Items from a data source

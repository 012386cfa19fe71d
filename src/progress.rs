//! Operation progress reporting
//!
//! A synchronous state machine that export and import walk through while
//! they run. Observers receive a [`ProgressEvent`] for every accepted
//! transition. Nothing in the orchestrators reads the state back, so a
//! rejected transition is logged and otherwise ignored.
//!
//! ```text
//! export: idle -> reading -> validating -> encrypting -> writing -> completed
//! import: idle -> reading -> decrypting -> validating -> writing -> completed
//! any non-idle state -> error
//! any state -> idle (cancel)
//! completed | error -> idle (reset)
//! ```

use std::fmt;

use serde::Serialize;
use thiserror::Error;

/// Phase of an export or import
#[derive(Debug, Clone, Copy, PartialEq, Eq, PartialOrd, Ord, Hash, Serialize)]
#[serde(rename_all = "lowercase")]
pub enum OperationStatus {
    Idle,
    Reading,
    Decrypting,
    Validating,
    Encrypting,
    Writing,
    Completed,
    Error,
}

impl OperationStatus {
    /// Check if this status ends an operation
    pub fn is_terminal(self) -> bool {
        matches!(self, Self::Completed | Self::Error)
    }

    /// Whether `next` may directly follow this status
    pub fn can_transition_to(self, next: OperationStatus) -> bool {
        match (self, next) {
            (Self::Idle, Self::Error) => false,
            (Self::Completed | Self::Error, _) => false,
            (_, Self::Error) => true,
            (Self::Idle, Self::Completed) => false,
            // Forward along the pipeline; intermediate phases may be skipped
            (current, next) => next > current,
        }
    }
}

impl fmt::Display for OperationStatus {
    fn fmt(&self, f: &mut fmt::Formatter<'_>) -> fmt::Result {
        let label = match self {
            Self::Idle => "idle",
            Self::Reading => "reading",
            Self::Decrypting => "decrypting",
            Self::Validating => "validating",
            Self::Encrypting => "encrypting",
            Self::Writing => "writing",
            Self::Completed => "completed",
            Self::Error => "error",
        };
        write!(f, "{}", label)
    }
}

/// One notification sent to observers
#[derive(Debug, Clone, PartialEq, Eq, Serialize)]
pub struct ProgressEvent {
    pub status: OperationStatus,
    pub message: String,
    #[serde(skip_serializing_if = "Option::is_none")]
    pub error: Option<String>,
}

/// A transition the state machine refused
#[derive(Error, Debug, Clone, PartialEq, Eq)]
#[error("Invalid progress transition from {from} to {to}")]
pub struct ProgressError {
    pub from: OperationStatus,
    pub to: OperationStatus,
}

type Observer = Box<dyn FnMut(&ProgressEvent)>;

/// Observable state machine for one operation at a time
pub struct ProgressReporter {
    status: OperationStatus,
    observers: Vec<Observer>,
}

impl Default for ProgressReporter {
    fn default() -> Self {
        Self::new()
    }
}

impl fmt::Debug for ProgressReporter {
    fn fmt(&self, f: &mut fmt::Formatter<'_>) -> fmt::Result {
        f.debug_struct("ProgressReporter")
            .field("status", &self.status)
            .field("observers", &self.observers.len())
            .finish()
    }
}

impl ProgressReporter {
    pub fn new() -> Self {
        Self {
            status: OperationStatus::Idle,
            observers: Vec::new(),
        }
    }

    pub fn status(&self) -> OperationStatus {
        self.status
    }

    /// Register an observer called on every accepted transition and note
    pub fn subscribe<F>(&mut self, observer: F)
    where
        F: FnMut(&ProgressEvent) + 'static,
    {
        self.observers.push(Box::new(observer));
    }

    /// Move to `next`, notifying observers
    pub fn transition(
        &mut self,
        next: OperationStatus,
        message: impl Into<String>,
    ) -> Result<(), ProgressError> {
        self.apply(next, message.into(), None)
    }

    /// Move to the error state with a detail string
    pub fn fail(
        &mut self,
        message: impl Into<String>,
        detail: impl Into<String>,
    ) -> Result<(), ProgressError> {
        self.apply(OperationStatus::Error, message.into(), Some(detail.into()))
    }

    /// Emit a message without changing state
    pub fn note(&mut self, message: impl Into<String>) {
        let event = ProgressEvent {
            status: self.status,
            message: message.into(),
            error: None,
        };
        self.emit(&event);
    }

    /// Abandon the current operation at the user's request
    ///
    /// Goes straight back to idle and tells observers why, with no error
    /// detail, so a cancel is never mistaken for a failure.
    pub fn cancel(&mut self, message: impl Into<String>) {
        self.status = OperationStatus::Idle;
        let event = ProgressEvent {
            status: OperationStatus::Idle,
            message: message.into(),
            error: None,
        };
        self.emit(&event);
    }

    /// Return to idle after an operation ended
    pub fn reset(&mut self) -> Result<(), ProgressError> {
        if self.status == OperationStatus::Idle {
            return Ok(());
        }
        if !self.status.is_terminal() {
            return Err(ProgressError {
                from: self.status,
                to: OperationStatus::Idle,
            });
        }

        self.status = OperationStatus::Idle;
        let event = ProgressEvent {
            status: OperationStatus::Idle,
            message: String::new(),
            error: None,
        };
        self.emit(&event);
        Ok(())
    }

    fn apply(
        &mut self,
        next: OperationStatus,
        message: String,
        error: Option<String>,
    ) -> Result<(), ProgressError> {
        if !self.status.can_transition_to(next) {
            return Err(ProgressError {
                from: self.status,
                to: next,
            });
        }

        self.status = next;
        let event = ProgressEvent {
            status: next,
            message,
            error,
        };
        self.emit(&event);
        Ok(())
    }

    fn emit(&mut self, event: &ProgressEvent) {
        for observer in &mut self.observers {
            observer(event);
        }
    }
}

...

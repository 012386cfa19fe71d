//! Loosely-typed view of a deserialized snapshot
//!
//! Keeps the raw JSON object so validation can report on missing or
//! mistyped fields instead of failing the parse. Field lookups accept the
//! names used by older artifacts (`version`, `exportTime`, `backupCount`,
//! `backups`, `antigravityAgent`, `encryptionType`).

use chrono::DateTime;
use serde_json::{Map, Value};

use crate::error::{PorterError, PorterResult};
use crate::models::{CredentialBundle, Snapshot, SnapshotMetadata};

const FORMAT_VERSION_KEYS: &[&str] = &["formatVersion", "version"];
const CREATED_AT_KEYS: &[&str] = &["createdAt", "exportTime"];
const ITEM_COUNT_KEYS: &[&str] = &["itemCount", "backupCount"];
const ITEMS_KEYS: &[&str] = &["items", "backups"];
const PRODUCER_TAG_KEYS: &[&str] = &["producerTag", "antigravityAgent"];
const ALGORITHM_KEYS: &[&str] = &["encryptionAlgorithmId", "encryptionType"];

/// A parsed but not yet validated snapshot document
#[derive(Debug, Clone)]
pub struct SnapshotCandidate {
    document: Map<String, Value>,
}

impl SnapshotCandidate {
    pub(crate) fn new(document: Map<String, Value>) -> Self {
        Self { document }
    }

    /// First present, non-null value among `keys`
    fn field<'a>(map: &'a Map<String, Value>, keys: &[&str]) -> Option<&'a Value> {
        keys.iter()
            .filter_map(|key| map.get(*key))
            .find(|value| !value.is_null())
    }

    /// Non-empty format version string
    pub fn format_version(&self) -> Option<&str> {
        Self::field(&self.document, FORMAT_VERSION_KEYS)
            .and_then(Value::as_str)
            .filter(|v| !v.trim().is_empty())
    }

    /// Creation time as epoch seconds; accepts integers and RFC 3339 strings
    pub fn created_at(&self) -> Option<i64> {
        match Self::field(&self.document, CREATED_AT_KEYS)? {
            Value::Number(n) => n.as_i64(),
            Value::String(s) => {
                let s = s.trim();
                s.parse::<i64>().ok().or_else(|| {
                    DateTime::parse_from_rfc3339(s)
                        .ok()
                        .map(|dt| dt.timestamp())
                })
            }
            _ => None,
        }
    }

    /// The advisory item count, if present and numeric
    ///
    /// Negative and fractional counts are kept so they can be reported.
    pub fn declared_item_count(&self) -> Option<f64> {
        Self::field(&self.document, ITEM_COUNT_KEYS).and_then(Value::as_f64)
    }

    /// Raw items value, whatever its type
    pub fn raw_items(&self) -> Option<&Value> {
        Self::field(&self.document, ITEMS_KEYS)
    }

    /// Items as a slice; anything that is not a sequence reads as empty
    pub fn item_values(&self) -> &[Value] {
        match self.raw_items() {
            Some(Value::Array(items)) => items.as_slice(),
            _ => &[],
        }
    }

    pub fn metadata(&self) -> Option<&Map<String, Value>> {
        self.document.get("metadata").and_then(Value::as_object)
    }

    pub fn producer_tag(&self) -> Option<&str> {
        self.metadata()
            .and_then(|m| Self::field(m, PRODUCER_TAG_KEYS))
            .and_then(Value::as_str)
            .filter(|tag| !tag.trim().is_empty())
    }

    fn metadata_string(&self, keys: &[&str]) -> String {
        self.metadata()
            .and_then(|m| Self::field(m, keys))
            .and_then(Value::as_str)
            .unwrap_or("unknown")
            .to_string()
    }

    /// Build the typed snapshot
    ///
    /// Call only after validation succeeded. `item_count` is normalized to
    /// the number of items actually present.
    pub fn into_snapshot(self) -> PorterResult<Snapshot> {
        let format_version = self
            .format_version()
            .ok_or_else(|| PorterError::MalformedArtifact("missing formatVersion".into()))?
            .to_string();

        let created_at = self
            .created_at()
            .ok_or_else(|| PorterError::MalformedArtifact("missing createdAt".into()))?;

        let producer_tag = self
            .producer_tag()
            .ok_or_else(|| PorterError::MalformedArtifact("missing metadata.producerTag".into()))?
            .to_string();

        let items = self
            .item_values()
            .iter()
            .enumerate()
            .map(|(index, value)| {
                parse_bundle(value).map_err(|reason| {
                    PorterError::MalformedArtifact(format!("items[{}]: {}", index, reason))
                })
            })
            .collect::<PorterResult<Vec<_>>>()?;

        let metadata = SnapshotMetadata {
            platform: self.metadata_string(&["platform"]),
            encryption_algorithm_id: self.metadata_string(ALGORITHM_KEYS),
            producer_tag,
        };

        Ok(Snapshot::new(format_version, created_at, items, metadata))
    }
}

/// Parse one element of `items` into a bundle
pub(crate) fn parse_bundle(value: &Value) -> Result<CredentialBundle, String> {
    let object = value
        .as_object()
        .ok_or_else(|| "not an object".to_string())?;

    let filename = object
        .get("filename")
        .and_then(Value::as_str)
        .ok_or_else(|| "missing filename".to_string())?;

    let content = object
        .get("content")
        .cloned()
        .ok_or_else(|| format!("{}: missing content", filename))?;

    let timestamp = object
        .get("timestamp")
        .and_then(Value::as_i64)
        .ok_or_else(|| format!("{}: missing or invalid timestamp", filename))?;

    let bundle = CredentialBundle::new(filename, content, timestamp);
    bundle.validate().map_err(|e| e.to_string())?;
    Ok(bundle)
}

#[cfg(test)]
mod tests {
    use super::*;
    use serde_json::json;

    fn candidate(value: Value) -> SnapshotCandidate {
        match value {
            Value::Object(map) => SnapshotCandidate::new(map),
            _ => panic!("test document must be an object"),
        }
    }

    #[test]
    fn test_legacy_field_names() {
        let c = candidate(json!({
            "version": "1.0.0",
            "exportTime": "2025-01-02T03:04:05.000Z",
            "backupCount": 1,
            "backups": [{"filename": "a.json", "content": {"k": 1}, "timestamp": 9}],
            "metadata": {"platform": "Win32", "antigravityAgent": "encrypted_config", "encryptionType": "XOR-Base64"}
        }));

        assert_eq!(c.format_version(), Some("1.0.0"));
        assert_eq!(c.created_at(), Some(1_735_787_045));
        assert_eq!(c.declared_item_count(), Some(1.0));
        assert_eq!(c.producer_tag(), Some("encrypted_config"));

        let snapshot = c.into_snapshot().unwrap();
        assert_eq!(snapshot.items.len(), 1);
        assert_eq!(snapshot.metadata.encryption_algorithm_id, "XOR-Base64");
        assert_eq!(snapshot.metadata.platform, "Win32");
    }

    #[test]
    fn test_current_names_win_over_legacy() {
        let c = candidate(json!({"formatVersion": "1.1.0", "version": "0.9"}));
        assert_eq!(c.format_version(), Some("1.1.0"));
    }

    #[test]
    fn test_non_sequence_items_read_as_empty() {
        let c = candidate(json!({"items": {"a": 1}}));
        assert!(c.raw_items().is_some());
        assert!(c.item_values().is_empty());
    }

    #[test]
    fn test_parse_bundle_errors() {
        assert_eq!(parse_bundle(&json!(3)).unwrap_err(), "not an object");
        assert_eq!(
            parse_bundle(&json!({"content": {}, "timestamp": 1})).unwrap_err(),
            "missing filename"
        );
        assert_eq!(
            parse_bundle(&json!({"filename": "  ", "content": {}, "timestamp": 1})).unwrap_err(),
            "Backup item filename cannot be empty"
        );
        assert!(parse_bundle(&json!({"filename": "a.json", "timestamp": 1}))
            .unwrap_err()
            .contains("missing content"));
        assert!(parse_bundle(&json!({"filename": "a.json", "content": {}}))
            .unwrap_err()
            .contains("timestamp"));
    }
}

THE TASK
Show the lines above with "document".

OUTPUT FOR THIS EXERCISE
/// A parsed but not yet validated snapshot document
    document: Map<String, Value>,
    pub(crate) fn new(document: Map<String, Value>) -> Self {
        Self { document }
        Self::field(&self.document, FORMAT_VERSION_KEYS)
        match Self::field(&self.document, CREATED_AT_KEYS)? {
        Self::field(&self.document, ITEM_COUNT_KEYS).and_then(Value::as_f64)
        Self::field(&self.document, ITEMS_KEYS)
        self.document.get("metadata").and_then(Value::as_object)
            _ => panic!("test document must be an object"),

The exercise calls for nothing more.